Una mota de polvo corría por las rejillas del extractor como una pelota de pinball  casi ingrávida, se enredaba temblorosa con la costra de polvo del pequeño enrejado, se liberaba y volvía a tramarse con la mugre de la rejilla. Apenas un chorrito de aire podía salir por la toma. El aumento de la temperatura y de la humedad espoleaba el olor producido por la colonia de chiripas tras las cajas de cartón; hacía al calor grotesco y repugnante a la humedad. César nunca había observado en detalle la decadencia del amarillo de las paredes; no solo eran las manchas de humedad, la pintura se había degradado, adquiriendo una opacidad que resaltaba más el sucio, se hacía una con el color de las carpetas de manila que habían ido a envejecer sobre los archivadores y parecían escamas de la pared. “Hace calor”, dijo sin darse cuenta.

- A ese extractor no le hacen mantenimiento desde que se fue el loco Zamora- respondió Troncone- pero de calor no nos vamos a morir , Don’t worry.
  • ¡Carajo, pero alguna vaina tenemos que hacer! 
  • Y ¿qué vamos a hacer, Cesar? - respondió Oneida- ¿Vamos a forzar la puerta  esa y vamos a enfrentar a los tipos con las manos?
  • - Yo no sé ustedes- advirtió Troncone- pero yo, no me voy a dejar matar.
  • ¿Y si trancamos la puerta con los archivadores?- preguntó Oneida mientras intentaba inclinar un poco uno de los muebles para calcular su peso. La maniobra resaltó los músculos de sus piernas y desencadenó toda la firmeza de sus glúteos contra el vestido ajustado. César se reprochó profundamente el haberse abstraído de las circunstancias para entregarse, como todos los días laborables, a la extática observación de Oneida ¿Cuántos años habían pasado desde el primer día? ¿Por qué jamás había reunido el valor para decirle nada? ¿Alejandra? No, hacía tiempo que Alejandra no contaba. Era él.  Era el pánico que embargaba a las palabras adecuadas y las ponía en fuga cuando ella estaba cerca. Se vio sorprendo por su mirada cuando Oneida terminó la maniobra y volteó hacia él, se sintió descubierto y avergonzado. “Eso puede que los demore un poco en entrar la puerta, pero no los va a detener, además - balbuceó, para tratar de verse natural.

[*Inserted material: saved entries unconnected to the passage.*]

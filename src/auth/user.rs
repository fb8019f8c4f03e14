//! # User Management
//!
//! User model and repository for the credential-store boundary. docbridge
//! owns no accounts of its own; deployments provision them through the
//! seed loader, and the repository trait keeps the store injectable.

use chrono::{DateTime, Utc};
use serde::{Deserialize, Serialize};

use super::crypto::verify_password;
use super::errors::{AuthError, AuthResult};

/// User model
#[derive(Debug, Clone, Serialize, Deserialize)]
pub struct User {
    /// Unique username, the identity anchor
    pub id: String,

    /// Name shown in the editor UI
    pub display_name: String,

    /// Argon2id password hash (never plaintext)
    #[serde(skip_serializing)]
    pub password_hash: String,

    /// When the user was provisioned
    pub created_at: DateTime<Utc>,
}

impl User {
    /// Create a user from an already-hashed password.
    pub fn new(id: &str, display_name: &str, password_hash: String) -> Self {
        Self {
            id: id.to_string(),
            display_name: display_name.to_string(),
            password_hash,
            created_at: Utc::now(),
        }
    }

    /// Verify a password against this user's stored hash
    pub fn verify_password(&self, password: &str) -> AuthResult<bool> {
        verify_password(password, &self.password_hash)
    }
}

/// User repository trait
///
/// Abstracts the external credential store.
pub trait UserRepository: Send + Sync {
    /// Find a user by their username
    fn find_by_username(&self, username: &str) -> AuthResult<Option<User>>;

    /// Provision a new user
    fn create(&self, user: &User) -> AuthResult<()>;
}

/// In-memory user repository
#[derive(Debug, Default)]
pub struct InMemoryUserRepository {
    users: std::sync::RwLock<Vec<User>>,
}

impl InMemoryUserRepository {
    pub fn new() -> Self {
        Self::default()
    }
}

impl UserRepository for InMemoryUserRepository {
    fn find_by_username(&self, username: &str) -> AuthResult<Option<User>> {
        let users = self
            .users
            .read()
            .map_err(|_| AuthError::StorageError("Lock poisoned".to_string()))?;
        Ok(users.iter().find(|u| u.id == username).cloned())
    }

    fn create(&self, user: &User) -> AuthResult<()> {
        let mut users = self
            .users
            .write()
            .map_err(|_| AuthError::StorageError("Lock poisoned".to_string()))?;

        if users.iter().any(|u| u.id == user.id) {
            return Err(AuthError::UserAlreadyExists);
        }

        users.push(user.clone());
        Ok(())
    }
}

#[cfg(test)]
mod tests {
    use super::*;
    use crate::auth::crypto::hash_password;

    fn sample_user() -> User {
        User::new("alice", "Alice", hash_password("wonderland").unwrap())
    }

    #[test]
    fn test_password_verification() {
        let user = sample_user();

        assert!(user.verify_password("wonderland").unwrap());
        assert!(!user.verify_password("wrong_password").unwrap());
        assert_ne!(user.password_hash, "wonderland"); // Not plaintext!
    }

    #[test]
    fn test_in_memory_repository() {
        let repo = InMemoryUserRepository::new();
        repo.create(&sample_user()).unwrap();

        let found = repo.find_by_username("alice").unwrap();
        assert!(found.is_some());
        assert_eq!(found.unwrap().display_name, "Alice");

        assert!(repo.find_by_username("bob").unwrap().is_none());
    }

    #[test]
    fn test_duplicate_username_rejected() {
        let repo = InMemoryUserRepository::new();
        repo.create(&sample_user()).unwrap();

        let result = repo.create(&sample_user());
        assert!(matches!(result, Err(AuthError::UserAlreadyExists)));
    }

    #[test]
    fn test_user_serialization_omits_password() {
        let user = sample_user();

        let json = serde_json::to_string(&user).unwrap();
        assert!(!json.contains("password_hash"));
        assert!(!json.contains(&user.password_hash));
    }
}
//! Callback-path errors
//!
//! None of these ever reach the engine. The callback contract is a terse
//! acknowledgment, so every failure here ends as a log line and an
//! unchanged document.

use thiserror::Error;

pub type FetchResult<T> = Result<T, FetchError>;

/// Failures while fetching finalized content from the engine
#[derive(Debug, Error)]
pub enum FetchError {
    #[error("Invalid save-content URL: {0}")]
    InvalidUrl(String),

    #[error("Fetch timed out after {0}s")]
    Timeout(u64),

    #[error("Fetch failed: {0}")]
    Network(String),

    #[error("Save-content endpoint returned HTTP {0}")]
    HttpStatus(u16),

    #[error("Save content exceeded the {0} byte cap")]
    TooLarge(u64),

    #[error("HTTP client initialization failed: {0}")]
    ClientInit(String),
}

  • Es mejor eso que nada, Cesar- respondió Oneida.

  • Ella tiene razón my doctor, si no puede empujar por el coñazo, al menos ayude quitando las carpetas de la parte de arriba, hay que mover esto sin hacer bulla, ayúdame Calderón- dijo Troncone, mientras se desabrochaba los puños de la camisa.


Troncone y el mudo Calderón tomaron el primer archivador desde la base para llevarlo hasta la puerta. Era un mueble metálico pesado, capaz de hacer un escándalo al menor golpe contra otra pieza de metal, por lo que el traslado era lento y trabajoso. Durante el breve recorrido la gaveta superior casi se sale y va a dar al suelo, pero Oneida fue muy rápida y saltó sobre ella a tiempo de evitar el ruido, de forma que estaban los tres sosteniendo el archivador cuando escucharon el disparo, fue uno solo, aislado. Todos pensaron nuevamente en Carmenhemberg.